Dairying: An agricultural activity involving the raising of livestock, most commonly cows and goats for dairy products.
Transhumance: The movements of livestock according to seasonal patterns, generally lowland areas in the winter and highland areas in the summer.
Mediterranean Agriculture: An agricultural system practiced in Mediterrnean climates of Western Europe, California, Chile, and Australia, which produe grapes, avocados, olives, nuts, fruits, and vegetables.
Feedlots: Places where livestock are concentrated in a very small area and raised on hormones and hearty grains that prepare them for slaughter at a much faster rate than grazing.
Food Security: People’s ability to access suffcient and safe nutritious food to maintain a healthy and active life.
Biotechnology: A form of technology that uses living organisms to modifiy products, plants, and animals or to develop microorganisms for specific purposes.

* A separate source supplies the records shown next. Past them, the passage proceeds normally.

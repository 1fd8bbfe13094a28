//! Auth routes for signup, login and logout

use axum::{Json, Router, extract::State, http::StatusCode, routing::post};
use axum_extra::extract::{
    WithRejection,
    cookie::{Cookie, CookieJar, SameSite},
};

use crate::auth::AUTH_COOKIE;
use crate::auth::models::{LoginRequest, SignupRequest, SignupResponse, TokenResponse};
use crate::auth::service::BEARER_SCHEME;
use crate::errors::{AppError, AppResult};
use crate::server::AppState;

/// `POST /signup`: 201 with the public profile, 409 if the username is taken
pub async fn signup(
    State(app_state): State<AppState>,
    WithRejection(Json(payload), _): WithRejection<Json<SignupRequest>, AppError>,
) -> AppResult<(StatusCode, Json<SignupResponse>)> {
    let user = app_state.auth.signup(payload).await?;
    Ok((
        StatusCode::CREATED,
        Json(SignupResponse {
            username: user.username,
            nickname: user.nickname,
        }),
    ))
}

/// `POST /login`: 200 with the token, which is also set as the `authorization` cookie
pub async fn login(
    State(app_state): State<AppState>,
    jar: CookieJar,
    WithRejection(Json(payload), _): WithRejection<Json<LoginRequest>, AppError>,
) -> AppResult<(CookieJar, Json<TokenResponse>)> {
    let issued = app_state
        .auth
        .login(&payload.username, &payload.password)
        .await?;

    let mut cookie = Cookie::new(AUTH_COOKIE, format!("{BEARER_SCHEME} {}", issued.token));
    cookie.set_http_only(true);
    cookie.set_secure(app_state.cookie_secure);
    cookie.set_same_site(SameSite::Lax);
    cookie.set_path("/");
    cookie.set_max_age(time::Duration::seconds(issued.lifetime_seconds()));

    Ok((jar.add(cookie), Json(TokenResponse { token: issued.token })))
}

/// `POST /logout`: drops the cookie on the client. Issued tokens stay valid until they expire.
pub async fn logout(jar: CookieJar) -> (CookieJar, StatusCode) {
    let removal = Cookie::build((AUTH_COOKIE, "")).path("/");
    (jar.remove(removal), StatusCode::NO_CONTENT)
}

pub fn create_auth_routes() -> Router<AppState> {
    Router::new()
        .route("/signup", post(signup))
        .route("/login", post(login))
        .route("/logout", post(logout))
}
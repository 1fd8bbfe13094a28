// Database Models
//
// Tokio-postgres compatible models for the entities owned by the auth server.

use chrono::{DateTime, Utc};
use serde::Serialize;
use tokio_postgres::Row;
use uuid::Uuid;

/// Trait for converting from tokio-postgres Row
pub trait FromRow {
    fn from_row(row: &Row) -> Result<Self, tokio_postgres::Error>
    where
        Self: Sized;
}

/// Registered account
#[derive(Debug, Clone, PartialEq, Eq, Serialize)]
pub struct User {
    pub id: Uuid,
    pub username: String,
    #[serde(skip_serializing)]
    pub password_hash: String,
    pub nickname: String,
    pub created_at: DateTime<Utc>,
}

impl FromRow for User {
    fn from_row(row: &Row) -> Result<Self, tokio_postgres::Error> {
        Ok(Self {
            id: row.try_get("id")?,
            username: row.try_get("username")?,
            password_hash: row.try_get("password_hash")?,
            nickname: row.try_get("nickname")?,
            created_at: row.try_get("created_at")?,
        })
    }
}

/// Fields needed to create a user; the id and timestamp are assigned on insert
#[derive(Debug, Clone)]
pub struct NewUser {
    pub username: String,
    pub password_hash: String,
    pub nickname: String,
}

-Two of the most dominant forces of modern agriculture that work to provide maximum yields for greater populations include biotechnology and agribusiness
-Periphery countries miss out on new technological advances due to not having the funds to transition
-Researchers haven’t figured out the effects that a genetically modified organism will have on a non-modified organism
-Food production differs from agricultural production because food production adds economic value to an agricultural product
-The fact that people can get any fruit or vegetable from a modern grocery store shows that there is some corporate control over agricultural goods in the developing world
Types of Commerical Agriculture
-Commercial Livestock:
It can be divided into livestock ranching and dairying
Transhumance is another practice that is used
-Commercial Grain Farming:
Includes wheat and corn
Most commercial grain farming goes toward livestock
-Tropical Plantations:
Sugarcane and coffee grown
Foreign control
Crops grown are not suited to the environment
-Aquaculture:
Fish and aquatic creatures cultivated
-Mixed And Specialty Crop Farming:
Depends on climate
Mediterranean agriculture
The Von Thunen Model: An agricultural model that spatially describes agricultural activity regarding rent. Activities that require intensive cultivation and cannot be transported over great distances pay higher rent to be close to the market. Conversely, more extensive activities, with goods that are easy to transport, are located farther away from the market where rent is less.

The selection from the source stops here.